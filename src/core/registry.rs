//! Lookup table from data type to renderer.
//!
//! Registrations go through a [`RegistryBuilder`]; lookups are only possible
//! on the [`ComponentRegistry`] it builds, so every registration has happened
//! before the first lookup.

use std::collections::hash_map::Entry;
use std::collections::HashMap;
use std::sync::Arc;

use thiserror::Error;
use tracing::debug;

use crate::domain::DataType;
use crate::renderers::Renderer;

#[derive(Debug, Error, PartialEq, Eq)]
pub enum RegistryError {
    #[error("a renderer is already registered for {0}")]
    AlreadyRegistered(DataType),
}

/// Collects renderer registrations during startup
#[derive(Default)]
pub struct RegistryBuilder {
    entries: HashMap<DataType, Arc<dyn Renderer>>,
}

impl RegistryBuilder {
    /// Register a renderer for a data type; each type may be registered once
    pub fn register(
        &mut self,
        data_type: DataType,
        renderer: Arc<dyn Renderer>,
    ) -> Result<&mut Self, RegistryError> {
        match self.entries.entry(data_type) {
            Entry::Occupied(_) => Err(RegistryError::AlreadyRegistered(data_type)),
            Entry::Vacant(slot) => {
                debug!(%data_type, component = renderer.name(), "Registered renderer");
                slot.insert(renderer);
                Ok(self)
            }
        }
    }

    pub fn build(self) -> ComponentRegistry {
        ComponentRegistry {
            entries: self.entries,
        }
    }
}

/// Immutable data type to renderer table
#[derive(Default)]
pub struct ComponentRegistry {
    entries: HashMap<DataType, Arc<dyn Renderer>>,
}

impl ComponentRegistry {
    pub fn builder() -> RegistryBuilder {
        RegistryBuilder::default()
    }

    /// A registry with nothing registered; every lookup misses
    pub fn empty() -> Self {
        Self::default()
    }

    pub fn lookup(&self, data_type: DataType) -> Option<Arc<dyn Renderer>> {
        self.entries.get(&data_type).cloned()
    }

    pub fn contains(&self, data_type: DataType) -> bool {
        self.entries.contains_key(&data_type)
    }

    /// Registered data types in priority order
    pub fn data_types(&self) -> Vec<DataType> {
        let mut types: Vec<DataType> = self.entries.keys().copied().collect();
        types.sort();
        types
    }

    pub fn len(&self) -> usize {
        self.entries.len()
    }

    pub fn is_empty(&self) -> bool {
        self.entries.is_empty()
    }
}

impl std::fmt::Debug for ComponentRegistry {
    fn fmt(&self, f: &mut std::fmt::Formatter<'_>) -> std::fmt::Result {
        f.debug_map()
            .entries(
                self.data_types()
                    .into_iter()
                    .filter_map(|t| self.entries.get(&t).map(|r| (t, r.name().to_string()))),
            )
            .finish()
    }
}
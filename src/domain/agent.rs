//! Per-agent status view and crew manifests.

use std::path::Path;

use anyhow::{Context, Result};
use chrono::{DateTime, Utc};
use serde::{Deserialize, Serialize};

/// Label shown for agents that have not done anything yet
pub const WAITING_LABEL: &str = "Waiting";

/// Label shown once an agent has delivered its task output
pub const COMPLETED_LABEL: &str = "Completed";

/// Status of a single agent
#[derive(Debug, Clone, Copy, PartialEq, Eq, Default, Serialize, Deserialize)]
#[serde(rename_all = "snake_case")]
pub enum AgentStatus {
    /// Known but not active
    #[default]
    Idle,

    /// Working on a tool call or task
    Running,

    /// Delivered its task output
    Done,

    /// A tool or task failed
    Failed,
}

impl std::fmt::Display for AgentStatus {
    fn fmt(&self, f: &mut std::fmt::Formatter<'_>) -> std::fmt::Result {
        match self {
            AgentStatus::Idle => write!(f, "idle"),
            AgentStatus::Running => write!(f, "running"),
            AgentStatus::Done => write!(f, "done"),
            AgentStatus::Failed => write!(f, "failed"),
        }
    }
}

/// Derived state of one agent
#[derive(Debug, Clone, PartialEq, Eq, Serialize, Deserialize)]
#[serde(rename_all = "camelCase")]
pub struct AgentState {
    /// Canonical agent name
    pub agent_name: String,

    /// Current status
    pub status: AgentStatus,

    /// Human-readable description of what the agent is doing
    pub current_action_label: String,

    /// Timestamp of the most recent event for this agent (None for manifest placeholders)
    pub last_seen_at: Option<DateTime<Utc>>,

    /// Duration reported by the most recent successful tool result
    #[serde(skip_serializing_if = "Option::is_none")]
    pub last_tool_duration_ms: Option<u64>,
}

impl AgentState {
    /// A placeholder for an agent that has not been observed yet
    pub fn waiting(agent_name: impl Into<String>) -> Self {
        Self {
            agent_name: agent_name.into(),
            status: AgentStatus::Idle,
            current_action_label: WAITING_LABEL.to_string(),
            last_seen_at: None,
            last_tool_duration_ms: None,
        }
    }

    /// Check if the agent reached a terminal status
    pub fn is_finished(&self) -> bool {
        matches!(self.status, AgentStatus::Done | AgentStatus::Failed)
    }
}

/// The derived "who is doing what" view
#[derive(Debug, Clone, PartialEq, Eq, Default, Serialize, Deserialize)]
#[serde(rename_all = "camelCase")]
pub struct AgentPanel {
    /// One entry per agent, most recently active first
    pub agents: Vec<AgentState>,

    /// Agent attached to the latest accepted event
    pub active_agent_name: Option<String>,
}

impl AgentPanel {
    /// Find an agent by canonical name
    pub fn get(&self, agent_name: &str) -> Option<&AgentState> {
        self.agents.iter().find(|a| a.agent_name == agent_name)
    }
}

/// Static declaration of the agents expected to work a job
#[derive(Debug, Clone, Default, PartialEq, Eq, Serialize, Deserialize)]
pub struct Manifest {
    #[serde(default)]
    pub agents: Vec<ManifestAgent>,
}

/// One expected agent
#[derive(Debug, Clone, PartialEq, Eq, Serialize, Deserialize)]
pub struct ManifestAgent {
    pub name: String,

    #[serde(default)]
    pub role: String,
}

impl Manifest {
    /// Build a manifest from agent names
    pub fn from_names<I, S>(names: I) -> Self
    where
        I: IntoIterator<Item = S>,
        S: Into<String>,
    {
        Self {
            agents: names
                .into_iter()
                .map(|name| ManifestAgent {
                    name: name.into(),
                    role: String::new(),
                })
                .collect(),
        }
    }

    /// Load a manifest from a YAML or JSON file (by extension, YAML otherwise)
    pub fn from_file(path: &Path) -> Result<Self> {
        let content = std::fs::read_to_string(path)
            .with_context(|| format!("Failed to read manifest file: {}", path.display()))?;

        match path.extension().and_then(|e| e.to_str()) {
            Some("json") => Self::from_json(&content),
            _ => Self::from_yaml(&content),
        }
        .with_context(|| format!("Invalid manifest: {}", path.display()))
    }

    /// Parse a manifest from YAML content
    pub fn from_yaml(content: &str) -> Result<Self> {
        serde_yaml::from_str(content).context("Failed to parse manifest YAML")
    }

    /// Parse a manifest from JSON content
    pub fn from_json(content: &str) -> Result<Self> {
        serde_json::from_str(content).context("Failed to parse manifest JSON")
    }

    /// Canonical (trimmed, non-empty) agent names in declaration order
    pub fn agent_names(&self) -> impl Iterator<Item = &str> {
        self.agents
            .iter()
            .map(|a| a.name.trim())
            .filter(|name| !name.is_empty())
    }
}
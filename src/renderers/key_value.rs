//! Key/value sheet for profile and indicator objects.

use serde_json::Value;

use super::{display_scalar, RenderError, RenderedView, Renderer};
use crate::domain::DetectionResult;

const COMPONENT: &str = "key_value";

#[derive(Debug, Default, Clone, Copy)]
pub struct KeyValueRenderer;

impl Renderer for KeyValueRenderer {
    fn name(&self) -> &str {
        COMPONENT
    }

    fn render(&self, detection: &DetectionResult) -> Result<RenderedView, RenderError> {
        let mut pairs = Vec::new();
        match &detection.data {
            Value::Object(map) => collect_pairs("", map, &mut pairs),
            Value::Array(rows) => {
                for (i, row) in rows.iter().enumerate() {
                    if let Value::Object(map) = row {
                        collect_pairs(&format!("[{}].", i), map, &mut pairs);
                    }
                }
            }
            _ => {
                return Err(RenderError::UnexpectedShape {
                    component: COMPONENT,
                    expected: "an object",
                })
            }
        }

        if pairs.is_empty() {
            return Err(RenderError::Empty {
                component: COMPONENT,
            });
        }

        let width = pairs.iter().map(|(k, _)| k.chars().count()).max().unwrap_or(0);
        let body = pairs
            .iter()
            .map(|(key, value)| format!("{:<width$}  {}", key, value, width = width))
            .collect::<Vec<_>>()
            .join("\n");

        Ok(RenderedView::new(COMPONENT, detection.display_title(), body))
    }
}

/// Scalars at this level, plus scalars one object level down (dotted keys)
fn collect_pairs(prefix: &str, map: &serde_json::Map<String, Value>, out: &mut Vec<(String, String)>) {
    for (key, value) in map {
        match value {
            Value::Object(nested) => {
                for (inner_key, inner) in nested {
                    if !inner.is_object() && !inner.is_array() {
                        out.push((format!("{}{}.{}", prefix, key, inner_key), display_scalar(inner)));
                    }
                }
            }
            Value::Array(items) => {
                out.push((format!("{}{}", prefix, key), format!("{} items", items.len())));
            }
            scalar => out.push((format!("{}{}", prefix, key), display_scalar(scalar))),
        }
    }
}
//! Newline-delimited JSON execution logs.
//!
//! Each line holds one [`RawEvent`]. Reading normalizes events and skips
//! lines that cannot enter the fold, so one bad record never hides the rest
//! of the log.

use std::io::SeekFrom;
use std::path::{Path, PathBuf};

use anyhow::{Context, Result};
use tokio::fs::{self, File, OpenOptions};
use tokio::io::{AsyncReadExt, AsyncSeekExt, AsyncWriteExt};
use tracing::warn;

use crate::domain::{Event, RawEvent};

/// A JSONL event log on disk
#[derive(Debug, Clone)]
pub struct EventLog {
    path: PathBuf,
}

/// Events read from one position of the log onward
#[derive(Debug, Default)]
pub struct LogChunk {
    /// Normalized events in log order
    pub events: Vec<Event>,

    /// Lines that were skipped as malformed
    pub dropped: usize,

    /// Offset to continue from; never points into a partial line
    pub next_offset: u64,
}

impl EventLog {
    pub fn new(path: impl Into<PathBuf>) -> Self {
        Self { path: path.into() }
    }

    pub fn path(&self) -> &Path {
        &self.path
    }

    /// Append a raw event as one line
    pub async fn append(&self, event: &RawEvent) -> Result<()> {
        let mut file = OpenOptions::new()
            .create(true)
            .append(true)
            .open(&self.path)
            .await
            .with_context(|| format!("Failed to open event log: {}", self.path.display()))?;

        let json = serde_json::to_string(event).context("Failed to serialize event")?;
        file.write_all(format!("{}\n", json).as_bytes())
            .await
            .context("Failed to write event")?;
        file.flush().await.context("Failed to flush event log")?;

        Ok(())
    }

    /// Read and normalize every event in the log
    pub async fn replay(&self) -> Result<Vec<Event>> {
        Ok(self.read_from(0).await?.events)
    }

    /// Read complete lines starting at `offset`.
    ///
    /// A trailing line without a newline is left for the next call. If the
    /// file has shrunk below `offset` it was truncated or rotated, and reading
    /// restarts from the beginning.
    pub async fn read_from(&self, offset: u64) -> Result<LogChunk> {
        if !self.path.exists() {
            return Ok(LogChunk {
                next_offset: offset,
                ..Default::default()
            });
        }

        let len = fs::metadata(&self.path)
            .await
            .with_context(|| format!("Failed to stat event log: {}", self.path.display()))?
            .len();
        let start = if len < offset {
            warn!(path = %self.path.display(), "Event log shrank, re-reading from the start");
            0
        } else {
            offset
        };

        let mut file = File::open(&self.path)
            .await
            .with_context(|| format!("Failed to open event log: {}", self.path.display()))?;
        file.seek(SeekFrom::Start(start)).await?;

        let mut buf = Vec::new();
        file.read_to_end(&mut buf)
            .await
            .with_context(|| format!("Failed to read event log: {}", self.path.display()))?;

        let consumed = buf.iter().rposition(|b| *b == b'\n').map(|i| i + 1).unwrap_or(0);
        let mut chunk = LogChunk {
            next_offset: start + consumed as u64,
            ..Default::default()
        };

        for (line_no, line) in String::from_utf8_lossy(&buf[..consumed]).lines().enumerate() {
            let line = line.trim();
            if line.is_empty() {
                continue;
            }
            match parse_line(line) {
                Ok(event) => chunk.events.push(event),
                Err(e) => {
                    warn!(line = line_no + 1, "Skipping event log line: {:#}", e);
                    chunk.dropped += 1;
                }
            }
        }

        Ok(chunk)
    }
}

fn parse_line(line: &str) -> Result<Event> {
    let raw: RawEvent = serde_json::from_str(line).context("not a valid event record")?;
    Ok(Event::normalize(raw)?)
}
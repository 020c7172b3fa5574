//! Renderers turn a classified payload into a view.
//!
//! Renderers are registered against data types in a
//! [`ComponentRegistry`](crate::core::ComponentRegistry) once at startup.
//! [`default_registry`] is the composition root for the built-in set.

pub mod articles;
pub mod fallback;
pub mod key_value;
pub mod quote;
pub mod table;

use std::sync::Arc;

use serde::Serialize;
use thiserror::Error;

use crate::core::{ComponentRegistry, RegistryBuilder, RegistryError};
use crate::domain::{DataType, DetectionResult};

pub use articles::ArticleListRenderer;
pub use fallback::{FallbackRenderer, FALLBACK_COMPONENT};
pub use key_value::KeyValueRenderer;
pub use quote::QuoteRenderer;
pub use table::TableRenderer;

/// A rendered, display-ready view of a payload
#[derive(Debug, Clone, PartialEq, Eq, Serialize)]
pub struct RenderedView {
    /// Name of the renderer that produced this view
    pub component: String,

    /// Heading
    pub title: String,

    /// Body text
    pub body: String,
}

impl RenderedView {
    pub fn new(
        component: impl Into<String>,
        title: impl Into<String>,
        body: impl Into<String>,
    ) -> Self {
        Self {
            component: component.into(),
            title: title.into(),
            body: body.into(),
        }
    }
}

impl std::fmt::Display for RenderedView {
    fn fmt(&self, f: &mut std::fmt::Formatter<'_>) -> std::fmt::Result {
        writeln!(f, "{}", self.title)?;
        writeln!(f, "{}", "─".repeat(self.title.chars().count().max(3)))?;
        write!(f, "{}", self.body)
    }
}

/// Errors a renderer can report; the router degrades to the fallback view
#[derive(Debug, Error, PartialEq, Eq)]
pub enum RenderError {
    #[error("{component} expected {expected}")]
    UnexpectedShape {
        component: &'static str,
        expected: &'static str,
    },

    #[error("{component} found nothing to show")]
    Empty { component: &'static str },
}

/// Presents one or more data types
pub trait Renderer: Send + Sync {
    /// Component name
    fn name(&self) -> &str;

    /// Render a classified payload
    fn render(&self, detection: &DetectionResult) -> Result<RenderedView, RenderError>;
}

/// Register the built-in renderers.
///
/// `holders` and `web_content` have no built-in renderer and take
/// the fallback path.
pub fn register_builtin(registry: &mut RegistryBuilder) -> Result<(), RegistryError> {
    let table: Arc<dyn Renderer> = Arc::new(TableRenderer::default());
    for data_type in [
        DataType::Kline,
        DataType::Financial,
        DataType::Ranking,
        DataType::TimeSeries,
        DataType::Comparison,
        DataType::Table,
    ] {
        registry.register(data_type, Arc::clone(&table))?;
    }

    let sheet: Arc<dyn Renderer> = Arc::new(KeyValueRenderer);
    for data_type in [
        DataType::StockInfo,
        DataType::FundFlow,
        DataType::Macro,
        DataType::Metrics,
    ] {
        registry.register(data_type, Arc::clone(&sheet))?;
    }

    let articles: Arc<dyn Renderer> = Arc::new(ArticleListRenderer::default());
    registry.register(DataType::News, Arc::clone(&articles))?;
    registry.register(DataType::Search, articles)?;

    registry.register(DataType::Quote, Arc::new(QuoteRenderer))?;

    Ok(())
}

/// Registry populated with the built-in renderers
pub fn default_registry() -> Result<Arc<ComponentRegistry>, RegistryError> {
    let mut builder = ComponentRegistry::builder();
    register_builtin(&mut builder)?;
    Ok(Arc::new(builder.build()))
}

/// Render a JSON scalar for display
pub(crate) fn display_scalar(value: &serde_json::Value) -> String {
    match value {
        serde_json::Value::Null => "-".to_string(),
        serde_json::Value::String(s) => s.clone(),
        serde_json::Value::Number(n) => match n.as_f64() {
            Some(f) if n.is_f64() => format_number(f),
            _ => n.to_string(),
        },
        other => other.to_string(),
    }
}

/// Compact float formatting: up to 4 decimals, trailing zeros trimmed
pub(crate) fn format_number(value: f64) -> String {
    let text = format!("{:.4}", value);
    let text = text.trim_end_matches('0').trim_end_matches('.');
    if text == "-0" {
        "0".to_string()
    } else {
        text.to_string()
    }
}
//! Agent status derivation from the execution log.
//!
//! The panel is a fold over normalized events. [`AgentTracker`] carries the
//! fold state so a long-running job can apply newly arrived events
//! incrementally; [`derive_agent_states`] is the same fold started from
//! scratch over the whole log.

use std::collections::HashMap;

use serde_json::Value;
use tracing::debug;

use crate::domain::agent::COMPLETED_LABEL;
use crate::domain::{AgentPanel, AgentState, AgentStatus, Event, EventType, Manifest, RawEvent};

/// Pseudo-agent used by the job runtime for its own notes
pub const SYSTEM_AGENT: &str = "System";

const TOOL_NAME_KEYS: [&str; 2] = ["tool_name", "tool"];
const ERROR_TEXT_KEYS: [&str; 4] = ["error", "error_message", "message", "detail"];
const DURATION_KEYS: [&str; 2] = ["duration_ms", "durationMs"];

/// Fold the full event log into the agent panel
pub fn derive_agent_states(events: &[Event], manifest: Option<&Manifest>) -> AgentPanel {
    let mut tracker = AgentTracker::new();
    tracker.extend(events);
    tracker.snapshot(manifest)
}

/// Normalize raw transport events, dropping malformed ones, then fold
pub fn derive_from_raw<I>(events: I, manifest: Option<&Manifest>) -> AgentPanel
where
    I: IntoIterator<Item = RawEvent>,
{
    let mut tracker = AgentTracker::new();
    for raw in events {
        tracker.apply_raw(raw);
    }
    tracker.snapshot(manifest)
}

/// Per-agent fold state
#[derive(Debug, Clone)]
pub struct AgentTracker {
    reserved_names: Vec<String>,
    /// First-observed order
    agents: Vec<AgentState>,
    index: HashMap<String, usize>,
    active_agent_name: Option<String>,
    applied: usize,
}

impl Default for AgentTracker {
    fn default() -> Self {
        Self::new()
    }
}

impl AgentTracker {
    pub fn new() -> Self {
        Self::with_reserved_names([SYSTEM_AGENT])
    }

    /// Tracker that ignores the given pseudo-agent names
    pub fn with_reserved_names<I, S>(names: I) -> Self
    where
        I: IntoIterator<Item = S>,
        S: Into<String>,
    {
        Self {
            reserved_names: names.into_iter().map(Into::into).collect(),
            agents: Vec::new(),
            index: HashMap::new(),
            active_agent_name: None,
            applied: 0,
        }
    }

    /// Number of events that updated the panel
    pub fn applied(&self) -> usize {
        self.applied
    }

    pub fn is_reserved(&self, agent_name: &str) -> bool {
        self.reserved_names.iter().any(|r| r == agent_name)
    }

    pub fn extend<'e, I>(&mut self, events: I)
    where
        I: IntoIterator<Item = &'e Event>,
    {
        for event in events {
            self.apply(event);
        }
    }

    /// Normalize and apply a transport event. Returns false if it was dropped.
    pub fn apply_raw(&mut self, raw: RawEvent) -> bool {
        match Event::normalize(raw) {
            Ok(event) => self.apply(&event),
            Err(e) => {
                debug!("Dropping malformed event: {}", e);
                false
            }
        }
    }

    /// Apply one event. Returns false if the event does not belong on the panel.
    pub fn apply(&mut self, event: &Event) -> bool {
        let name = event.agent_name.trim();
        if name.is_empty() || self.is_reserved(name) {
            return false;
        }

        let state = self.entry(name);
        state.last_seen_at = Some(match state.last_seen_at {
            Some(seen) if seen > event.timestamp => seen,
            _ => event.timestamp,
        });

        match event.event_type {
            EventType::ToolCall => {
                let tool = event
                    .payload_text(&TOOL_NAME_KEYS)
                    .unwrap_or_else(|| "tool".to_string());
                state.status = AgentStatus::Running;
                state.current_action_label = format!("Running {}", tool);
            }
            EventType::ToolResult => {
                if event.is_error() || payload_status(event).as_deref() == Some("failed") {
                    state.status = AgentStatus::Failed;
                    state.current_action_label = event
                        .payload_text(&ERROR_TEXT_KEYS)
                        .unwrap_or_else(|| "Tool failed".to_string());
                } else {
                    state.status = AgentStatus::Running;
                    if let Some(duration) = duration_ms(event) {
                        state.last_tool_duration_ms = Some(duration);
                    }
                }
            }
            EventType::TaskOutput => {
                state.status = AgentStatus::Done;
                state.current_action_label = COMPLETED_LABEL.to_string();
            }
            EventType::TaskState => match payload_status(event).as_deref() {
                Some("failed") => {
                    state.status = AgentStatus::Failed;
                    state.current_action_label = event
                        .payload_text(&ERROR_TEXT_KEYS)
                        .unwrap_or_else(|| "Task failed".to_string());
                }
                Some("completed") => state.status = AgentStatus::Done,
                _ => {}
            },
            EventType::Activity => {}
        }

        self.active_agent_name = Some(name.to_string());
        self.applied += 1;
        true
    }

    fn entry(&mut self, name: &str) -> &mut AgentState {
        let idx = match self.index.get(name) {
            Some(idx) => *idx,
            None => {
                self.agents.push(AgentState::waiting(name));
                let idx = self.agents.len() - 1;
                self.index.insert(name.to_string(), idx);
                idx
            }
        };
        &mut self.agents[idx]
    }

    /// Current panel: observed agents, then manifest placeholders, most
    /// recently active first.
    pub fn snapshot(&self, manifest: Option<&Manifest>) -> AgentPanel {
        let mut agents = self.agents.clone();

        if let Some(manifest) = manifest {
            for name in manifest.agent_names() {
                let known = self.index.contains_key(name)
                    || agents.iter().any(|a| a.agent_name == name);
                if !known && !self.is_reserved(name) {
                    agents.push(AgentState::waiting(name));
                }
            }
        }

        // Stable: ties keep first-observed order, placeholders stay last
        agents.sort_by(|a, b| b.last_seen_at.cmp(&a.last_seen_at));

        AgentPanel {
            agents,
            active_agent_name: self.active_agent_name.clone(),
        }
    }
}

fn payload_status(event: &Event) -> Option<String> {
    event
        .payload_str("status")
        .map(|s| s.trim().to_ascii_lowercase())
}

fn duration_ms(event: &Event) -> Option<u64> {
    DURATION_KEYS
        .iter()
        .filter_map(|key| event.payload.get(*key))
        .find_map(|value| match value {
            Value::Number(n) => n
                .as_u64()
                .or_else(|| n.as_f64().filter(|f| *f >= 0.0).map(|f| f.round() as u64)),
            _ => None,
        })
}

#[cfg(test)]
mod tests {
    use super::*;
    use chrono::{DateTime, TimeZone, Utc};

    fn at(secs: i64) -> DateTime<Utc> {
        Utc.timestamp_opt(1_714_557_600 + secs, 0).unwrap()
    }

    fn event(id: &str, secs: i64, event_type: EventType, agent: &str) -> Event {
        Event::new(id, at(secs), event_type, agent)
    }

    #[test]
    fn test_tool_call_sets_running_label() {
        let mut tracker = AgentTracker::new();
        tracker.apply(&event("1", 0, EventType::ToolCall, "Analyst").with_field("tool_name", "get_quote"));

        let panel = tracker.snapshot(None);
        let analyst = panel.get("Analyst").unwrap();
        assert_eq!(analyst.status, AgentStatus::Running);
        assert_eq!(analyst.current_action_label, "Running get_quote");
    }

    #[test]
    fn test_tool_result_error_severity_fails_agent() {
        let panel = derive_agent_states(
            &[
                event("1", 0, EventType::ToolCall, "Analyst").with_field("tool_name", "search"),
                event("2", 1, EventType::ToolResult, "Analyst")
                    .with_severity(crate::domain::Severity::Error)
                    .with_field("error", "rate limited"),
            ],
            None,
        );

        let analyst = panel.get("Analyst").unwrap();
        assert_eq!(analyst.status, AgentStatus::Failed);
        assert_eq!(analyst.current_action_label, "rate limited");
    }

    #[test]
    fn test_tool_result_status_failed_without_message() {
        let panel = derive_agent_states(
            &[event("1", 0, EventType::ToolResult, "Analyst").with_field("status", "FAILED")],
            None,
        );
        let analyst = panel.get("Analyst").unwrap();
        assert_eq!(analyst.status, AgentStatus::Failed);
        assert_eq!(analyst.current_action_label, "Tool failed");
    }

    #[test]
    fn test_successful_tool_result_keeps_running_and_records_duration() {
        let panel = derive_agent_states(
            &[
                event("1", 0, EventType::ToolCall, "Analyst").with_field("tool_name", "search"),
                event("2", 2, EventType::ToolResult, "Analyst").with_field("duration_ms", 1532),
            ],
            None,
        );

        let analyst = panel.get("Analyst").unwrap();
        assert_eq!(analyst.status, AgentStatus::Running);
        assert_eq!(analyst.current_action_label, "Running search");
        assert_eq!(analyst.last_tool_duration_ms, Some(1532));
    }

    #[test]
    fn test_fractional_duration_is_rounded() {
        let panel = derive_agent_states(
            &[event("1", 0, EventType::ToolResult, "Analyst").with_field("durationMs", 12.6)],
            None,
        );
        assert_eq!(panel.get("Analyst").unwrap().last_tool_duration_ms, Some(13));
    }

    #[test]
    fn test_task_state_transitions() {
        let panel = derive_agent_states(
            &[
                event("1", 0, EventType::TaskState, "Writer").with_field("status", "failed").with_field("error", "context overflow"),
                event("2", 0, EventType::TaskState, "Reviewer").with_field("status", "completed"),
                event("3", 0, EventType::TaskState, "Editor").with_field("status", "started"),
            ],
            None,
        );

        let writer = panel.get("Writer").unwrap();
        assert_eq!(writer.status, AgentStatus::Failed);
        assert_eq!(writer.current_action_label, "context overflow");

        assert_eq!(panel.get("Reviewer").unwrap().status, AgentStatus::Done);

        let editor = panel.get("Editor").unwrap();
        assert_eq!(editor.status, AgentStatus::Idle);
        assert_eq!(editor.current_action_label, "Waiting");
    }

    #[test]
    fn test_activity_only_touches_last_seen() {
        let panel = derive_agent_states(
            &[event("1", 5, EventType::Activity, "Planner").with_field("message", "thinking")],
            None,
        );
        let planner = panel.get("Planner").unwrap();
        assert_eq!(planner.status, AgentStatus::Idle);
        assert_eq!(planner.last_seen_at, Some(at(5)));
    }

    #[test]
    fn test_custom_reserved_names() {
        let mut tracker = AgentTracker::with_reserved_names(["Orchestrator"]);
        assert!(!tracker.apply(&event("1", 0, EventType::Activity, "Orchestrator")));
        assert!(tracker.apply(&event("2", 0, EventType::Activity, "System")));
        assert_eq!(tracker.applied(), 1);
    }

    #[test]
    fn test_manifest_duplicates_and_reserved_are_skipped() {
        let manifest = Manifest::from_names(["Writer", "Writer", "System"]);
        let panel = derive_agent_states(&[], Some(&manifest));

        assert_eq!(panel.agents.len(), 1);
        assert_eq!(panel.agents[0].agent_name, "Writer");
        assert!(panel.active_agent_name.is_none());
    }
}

**PROBLEM TO WORK ON**
Output, from the data above, the lines from the line with "I: IntoIterator<Item = &'e" to the line with "if event.is_error() ||" exactly as they stand, both ends included and nothing else.

**WRITTEN SOLUTION**
        I: IntoIterator<Item = &'e Event>,
    {
        for event in events {
            self.apply(event);
        }
    }

    /// Normalize and apply a transport event. Returns false if it was dropped.
    pub fn apply_raw(&mut self, raw: RawEvent) -> bool {
        match Event::normalize(raw) {
            Ok(event) => self.apply(&event),
            Err(e) => {
                debug!("Dropping malformed event: {}", e);
                false
            }
        }
    }

    /// Apply one event. Returns false if the event does not belong on the panel.
    pub fn apply(&mut self, event: &Event) -> bool {
        let name = event.agent_name.trim();
        if name.is_empty() || self.is_reserved(name) {
            return false;
        }

        let state = self.entry(name);
        state.last_seen_at = Some(match state.last_seen_at {
            Some(seen) if seen > event.timestamp => seen,
            _ => event.timestamp,
        });

        match event.event_type {
            EventType::ToolCall => {
                let tool = event
                    .payload_text(&TOOL_NAME_KEYS)
                    .unwrap_or_else(|| "tool".to_string());
                state.status = AgentStatus::Running;
                state.current_action_label = format!("Running {}", tool);
            }
            EventType::ToolResult => {
                if event.is_error() || payload_status(event).as_deref() == Some("failed") {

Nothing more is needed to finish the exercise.